THE TASK.
Only lines with the word "PathBuf" are needed; collect each of them from the listing below.

SOURCE DATA.

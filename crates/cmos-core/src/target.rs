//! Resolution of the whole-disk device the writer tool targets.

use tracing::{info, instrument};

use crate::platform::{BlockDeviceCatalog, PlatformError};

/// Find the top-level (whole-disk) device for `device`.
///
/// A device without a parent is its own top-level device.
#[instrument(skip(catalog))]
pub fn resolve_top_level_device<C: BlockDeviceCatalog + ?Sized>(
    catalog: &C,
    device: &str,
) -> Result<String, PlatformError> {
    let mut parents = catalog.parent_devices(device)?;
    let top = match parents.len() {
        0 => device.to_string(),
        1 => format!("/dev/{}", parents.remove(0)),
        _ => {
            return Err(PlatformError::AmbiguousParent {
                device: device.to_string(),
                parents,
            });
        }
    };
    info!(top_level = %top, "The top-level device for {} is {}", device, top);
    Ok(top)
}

* * *

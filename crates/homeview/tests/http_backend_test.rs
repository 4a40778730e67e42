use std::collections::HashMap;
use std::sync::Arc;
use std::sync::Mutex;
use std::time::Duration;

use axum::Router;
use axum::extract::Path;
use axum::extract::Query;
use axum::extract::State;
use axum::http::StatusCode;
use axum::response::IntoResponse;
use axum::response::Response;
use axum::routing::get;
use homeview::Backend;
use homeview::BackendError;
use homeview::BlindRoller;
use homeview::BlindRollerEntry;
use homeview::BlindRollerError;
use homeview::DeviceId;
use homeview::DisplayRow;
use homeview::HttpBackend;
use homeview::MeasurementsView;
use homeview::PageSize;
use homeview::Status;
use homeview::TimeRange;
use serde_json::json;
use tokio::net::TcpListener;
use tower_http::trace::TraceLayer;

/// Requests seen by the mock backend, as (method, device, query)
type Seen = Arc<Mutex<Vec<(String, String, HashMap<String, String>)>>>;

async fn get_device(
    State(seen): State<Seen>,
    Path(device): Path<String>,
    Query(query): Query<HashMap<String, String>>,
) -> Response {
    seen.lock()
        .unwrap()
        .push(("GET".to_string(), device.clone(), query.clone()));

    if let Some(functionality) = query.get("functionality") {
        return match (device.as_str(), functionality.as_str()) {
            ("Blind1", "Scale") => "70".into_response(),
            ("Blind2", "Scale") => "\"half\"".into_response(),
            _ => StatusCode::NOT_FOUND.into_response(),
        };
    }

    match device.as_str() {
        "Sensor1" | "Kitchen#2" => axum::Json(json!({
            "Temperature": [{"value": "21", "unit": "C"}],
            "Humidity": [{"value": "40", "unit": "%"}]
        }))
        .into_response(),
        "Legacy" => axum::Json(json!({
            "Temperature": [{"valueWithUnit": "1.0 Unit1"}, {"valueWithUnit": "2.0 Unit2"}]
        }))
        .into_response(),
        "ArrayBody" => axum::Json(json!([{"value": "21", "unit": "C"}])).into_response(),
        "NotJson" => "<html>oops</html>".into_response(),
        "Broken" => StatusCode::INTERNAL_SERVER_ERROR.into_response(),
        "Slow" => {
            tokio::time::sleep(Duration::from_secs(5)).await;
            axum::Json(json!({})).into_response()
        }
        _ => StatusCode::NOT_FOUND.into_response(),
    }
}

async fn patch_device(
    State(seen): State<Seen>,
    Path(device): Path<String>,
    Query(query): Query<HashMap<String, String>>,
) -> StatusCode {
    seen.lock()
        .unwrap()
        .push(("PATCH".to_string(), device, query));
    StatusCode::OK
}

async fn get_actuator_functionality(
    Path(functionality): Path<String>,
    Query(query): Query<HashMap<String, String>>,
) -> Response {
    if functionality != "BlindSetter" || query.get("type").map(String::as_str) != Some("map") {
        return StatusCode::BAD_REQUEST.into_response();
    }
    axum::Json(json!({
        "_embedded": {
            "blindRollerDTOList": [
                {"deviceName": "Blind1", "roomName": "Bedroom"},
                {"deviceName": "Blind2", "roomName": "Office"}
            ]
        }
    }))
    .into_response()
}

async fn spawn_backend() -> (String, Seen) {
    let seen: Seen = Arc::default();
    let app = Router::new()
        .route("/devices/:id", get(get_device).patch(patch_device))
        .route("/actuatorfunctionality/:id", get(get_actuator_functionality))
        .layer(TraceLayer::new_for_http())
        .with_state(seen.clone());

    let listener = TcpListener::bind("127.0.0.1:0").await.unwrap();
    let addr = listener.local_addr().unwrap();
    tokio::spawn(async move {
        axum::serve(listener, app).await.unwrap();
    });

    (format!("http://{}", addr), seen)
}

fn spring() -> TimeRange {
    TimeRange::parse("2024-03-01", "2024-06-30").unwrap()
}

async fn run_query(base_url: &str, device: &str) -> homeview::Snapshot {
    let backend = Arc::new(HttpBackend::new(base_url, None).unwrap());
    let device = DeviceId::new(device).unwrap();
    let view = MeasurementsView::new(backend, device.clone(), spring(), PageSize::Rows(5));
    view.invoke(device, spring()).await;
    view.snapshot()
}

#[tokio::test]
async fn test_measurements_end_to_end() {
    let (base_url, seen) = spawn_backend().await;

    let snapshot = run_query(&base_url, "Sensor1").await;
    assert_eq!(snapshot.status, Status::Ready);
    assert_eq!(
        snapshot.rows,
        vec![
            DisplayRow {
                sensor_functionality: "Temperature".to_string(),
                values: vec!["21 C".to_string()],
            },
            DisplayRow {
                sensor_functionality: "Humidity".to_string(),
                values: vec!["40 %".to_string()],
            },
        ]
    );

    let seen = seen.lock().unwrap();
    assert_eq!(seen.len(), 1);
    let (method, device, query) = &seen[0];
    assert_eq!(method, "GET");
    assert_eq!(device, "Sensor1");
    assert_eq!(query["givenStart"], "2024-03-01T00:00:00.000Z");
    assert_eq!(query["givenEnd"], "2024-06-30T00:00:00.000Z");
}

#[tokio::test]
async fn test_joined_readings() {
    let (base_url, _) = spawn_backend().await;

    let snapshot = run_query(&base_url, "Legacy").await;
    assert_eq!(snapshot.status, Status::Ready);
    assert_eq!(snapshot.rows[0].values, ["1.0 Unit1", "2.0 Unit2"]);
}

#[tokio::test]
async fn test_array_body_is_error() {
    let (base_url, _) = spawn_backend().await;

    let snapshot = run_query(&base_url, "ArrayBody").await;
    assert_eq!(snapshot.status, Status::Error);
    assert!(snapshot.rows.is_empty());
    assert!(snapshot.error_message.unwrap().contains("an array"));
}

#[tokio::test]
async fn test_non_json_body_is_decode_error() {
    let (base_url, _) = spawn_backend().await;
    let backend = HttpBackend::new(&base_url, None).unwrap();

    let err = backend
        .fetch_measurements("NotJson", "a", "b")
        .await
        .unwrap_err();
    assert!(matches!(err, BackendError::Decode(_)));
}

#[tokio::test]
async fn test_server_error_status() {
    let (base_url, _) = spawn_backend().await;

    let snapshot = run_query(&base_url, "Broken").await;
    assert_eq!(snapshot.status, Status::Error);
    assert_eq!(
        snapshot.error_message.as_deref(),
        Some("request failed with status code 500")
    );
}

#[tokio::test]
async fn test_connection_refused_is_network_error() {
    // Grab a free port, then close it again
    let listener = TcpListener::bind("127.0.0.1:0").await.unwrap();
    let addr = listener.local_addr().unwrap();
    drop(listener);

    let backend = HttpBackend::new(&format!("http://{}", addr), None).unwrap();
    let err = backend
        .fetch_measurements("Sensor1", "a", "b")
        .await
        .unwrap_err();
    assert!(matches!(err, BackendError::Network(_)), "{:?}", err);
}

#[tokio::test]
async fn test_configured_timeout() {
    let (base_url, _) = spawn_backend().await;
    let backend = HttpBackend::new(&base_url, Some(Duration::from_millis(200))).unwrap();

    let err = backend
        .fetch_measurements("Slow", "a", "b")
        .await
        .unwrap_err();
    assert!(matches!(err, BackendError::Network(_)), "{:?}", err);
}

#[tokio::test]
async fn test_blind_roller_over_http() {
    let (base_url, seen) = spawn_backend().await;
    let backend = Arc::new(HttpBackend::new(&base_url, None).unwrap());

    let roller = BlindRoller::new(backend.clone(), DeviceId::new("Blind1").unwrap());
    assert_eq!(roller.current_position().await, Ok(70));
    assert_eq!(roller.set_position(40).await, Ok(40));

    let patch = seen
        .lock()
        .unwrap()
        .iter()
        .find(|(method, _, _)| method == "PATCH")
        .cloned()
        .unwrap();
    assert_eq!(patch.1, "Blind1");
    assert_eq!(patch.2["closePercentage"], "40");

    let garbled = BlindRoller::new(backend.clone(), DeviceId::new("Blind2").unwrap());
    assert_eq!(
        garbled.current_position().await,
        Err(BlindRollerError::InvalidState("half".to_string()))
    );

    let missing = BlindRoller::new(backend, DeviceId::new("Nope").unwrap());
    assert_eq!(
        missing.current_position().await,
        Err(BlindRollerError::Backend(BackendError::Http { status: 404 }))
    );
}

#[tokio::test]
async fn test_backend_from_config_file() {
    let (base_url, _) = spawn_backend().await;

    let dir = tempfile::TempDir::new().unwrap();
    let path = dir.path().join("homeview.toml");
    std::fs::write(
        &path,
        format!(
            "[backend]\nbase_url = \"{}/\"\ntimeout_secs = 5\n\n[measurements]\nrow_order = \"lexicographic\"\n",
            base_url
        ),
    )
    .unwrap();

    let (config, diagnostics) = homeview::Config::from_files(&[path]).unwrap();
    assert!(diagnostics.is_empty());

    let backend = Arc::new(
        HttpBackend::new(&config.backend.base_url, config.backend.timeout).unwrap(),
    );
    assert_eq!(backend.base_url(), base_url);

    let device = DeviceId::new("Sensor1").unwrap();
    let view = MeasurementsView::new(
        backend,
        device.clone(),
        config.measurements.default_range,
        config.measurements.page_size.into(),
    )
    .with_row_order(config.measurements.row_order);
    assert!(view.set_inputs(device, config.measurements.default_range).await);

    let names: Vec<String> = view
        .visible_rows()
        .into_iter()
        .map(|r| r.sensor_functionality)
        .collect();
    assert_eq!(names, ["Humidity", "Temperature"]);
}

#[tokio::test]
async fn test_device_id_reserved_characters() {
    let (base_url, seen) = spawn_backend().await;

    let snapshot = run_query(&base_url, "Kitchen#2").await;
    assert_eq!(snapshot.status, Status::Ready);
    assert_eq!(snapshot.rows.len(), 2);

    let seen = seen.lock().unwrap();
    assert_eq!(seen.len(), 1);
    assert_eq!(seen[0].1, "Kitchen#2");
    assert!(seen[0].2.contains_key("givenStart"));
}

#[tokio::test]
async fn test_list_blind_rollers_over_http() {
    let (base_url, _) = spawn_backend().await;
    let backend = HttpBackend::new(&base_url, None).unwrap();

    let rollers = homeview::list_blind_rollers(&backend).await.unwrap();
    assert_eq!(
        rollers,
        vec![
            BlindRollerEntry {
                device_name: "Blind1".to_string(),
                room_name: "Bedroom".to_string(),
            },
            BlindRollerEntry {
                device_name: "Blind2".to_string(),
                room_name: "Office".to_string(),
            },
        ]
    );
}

==

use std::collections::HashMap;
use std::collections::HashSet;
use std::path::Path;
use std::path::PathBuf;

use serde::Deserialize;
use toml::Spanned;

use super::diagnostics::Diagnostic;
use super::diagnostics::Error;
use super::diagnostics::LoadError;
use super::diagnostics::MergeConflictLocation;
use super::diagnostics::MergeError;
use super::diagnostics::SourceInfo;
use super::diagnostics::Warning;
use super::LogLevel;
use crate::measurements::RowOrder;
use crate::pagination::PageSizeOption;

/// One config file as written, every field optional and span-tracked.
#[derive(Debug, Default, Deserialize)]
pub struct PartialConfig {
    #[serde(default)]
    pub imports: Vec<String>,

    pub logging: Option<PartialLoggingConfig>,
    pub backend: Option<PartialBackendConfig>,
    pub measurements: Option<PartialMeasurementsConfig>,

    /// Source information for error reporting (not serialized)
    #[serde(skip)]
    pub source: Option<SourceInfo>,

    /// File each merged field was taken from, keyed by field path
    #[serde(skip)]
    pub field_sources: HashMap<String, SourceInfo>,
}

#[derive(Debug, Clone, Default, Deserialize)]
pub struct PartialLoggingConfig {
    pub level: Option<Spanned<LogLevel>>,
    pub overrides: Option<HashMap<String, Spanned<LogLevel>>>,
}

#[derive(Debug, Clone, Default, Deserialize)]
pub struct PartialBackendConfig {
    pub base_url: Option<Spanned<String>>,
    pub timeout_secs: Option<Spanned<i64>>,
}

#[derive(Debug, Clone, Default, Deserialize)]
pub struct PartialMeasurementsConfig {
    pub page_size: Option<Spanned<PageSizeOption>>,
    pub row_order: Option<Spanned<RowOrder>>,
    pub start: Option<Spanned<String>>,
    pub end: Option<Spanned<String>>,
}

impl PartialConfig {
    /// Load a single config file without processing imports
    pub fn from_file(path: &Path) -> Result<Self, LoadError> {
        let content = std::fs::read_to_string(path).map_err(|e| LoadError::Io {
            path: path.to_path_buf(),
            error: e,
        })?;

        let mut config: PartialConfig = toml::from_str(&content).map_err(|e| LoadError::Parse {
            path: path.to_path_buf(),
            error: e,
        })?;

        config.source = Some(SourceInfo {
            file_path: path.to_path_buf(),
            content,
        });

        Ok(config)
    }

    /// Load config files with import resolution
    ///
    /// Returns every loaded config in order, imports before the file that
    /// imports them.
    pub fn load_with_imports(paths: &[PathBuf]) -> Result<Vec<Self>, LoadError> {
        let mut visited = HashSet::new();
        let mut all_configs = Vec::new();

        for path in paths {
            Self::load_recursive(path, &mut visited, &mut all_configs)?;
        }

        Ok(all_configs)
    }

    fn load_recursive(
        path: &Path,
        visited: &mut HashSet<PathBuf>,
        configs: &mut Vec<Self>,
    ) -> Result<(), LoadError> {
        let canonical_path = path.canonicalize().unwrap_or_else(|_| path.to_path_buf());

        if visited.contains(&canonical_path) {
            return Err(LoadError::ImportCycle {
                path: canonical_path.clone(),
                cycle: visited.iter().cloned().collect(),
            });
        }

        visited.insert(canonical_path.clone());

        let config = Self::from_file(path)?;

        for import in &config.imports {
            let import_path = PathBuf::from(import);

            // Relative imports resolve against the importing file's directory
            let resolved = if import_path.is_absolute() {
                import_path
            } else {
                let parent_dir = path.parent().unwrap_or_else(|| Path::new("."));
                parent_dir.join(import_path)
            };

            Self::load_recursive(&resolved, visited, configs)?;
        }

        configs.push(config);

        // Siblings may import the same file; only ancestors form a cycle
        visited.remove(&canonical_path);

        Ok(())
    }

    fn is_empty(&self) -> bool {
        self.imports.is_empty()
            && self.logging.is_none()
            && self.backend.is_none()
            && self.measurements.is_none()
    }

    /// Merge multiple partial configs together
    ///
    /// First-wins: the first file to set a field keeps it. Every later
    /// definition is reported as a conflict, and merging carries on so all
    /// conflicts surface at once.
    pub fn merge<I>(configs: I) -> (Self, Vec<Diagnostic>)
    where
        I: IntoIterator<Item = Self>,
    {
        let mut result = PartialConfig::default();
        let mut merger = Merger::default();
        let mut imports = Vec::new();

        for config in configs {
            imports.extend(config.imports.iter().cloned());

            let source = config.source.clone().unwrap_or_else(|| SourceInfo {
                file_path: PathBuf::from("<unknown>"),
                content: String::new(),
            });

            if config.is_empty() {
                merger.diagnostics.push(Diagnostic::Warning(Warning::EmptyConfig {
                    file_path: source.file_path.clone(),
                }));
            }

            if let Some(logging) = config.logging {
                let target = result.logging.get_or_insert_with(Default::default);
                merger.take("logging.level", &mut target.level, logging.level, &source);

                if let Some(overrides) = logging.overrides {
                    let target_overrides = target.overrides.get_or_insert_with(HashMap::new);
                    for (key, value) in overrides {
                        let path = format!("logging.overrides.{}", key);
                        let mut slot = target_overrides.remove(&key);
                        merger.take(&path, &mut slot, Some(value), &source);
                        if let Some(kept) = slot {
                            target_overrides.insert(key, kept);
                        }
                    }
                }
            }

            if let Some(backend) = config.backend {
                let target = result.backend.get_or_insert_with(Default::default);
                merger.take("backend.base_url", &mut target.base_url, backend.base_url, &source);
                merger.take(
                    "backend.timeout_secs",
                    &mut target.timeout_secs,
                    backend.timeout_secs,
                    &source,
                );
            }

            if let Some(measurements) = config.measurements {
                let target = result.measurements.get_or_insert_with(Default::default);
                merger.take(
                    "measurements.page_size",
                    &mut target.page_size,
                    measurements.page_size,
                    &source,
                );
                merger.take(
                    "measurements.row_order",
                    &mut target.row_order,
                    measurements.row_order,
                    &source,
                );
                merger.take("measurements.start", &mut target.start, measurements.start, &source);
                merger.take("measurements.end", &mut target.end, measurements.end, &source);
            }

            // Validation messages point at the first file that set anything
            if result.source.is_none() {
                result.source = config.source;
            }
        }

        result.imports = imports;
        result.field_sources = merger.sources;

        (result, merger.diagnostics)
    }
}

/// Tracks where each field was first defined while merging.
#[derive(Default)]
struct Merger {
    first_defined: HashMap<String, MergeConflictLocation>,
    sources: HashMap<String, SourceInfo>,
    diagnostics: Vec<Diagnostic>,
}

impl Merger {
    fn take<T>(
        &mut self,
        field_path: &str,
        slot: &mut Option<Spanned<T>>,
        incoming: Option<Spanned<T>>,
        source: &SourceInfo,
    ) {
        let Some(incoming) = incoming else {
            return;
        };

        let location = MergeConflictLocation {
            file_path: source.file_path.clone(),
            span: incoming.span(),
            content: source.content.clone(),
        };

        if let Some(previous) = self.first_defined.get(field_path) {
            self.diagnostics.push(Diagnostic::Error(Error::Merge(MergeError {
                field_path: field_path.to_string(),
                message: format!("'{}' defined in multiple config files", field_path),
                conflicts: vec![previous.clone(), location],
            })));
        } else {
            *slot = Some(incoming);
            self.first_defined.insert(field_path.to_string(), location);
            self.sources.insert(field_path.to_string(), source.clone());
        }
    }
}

TASK RESPONSE.
use std::path::PathBuf;
    pub fn load_with_imports(paths: &[PathBuf]) -> Result<Vec<Self>, LoadError> {
        visited: &mut HashSet<PathBuf>,
            let import_path = PathBuf::from(import);
                file_path: PathBuf::from("<unknown>"),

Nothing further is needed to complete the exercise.